EXERCISE BRIEF: Check each line of the material. Copy those containing "RepoError".

= Beginning of Section =

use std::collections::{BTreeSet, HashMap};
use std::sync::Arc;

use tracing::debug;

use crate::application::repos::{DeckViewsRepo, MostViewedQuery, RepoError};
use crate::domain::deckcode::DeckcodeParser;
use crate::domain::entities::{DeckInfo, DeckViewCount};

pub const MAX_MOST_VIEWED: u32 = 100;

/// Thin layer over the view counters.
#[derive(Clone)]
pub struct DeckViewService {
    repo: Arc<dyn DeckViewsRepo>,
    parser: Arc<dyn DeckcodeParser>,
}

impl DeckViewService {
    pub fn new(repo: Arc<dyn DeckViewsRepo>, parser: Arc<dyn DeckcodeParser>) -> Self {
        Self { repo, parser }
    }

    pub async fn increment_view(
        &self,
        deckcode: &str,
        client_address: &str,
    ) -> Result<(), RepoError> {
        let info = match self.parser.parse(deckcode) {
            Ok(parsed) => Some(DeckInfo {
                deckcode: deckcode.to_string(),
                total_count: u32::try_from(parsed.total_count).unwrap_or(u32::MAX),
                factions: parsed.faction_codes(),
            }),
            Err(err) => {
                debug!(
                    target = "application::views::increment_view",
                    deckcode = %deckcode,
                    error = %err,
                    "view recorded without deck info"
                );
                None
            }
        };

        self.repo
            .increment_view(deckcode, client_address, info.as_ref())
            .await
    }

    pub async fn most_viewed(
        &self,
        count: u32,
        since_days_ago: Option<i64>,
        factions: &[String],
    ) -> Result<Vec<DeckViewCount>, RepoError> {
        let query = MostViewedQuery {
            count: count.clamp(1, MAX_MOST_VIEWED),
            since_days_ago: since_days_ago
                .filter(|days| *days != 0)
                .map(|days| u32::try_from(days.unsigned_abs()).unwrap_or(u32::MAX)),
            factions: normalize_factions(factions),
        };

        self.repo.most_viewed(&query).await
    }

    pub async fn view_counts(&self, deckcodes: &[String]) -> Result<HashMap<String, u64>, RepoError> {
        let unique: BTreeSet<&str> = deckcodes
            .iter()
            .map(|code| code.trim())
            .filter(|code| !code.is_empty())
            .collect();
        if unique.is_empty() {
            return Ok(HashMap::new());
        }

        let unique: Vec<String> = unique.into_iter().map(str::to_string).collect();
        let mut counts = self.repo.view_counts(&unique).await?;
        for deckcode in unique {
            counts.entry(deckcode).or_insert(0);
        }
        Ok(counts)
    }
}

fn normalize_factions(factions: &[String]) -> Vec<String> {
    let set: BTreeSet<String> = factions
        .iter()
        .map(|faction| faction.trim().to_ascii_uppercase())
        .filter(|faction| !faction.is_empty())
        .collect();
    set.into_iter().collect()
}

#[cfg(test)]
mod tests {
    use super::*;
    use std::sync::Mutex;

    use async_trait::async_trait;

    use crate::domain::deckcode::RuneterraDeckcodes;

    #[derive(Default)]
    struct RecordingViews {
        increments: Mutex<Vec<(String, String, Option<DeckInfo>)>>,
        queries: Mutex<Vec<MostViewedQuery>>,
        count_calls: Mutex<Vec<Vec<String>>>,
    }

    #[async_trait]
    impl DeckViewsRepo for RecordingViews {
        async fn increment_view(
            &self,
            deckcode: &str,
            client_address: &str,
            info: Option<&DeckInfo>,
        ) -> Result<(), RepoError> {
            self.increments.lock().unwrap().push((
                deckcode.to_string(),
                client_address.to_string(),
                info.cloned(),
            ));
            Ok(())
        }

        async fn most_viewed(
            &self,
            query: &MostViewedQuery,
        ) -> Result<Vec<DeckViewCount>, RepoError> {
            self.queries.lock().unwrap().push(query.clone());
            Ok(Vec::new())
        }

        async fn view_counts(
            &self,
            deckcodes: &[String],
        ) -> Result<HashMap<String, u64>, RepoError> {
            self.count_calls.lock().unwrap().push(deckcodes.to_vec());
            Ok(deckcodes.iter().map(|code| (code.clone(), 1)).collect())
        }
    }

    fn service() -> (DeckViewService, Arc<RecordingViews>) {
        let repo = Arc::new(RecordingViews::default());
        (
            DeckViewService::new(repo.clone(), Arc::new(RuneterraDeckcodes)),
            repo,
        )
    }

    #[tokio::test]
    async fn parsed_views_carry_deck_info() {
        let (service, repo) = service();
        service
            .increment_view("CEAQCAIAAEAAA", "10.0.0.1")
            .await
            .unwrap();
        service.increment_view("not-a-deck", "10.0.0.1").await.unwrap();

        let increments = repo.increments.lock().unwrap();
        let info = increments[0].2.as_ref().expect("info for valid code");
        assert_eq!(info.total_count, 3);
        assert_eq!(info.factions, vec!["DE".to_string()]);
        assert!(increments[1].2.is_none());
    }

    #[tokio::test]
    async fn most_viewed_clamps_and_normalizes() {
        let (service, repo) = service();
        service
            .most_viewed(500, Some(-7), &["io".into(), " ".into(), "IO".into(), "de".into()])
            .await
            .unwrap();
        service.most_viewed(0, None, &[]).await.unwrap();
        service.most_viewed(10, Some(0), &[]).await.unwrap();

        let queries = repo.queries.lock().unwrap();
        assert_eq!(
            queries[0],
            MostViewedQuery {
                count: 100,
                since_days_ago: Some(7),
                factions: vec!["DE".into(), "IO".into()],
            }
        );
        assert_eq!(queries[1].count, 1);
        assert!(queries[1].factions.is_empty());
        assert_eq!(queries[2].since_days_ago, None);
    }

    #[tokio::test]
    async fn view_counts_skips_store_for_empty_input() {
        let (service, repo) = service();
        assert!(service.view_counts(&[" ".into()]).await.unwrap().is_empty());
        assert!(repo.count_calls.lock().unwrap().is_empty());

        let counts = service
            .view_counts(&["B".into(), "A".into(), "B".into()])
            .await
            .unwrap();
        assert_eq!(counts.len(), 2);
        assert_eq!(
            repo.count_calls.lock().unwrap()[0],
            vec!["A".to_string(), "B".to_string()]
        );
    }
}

= End of Section =

SOLUTION:
use crate::application::repos::{DeckViewsRepo, MostViewedQuery, RepoError};
    ) -> Result<(), RepoError> {
    ) -> Result<Vec<DeckViewCount>, RepoError> {
    pub async fn view_counts(&self, deckcodes: &[String]) -> Result<HashMap<String, u64>, RepoError> {
        ) -> Result<(), RepoError> {
        ) -> Result<Vec<DeckViewCount>, RepoError> {
        ) -> Result<HashMap<String, u64>, RepoError> {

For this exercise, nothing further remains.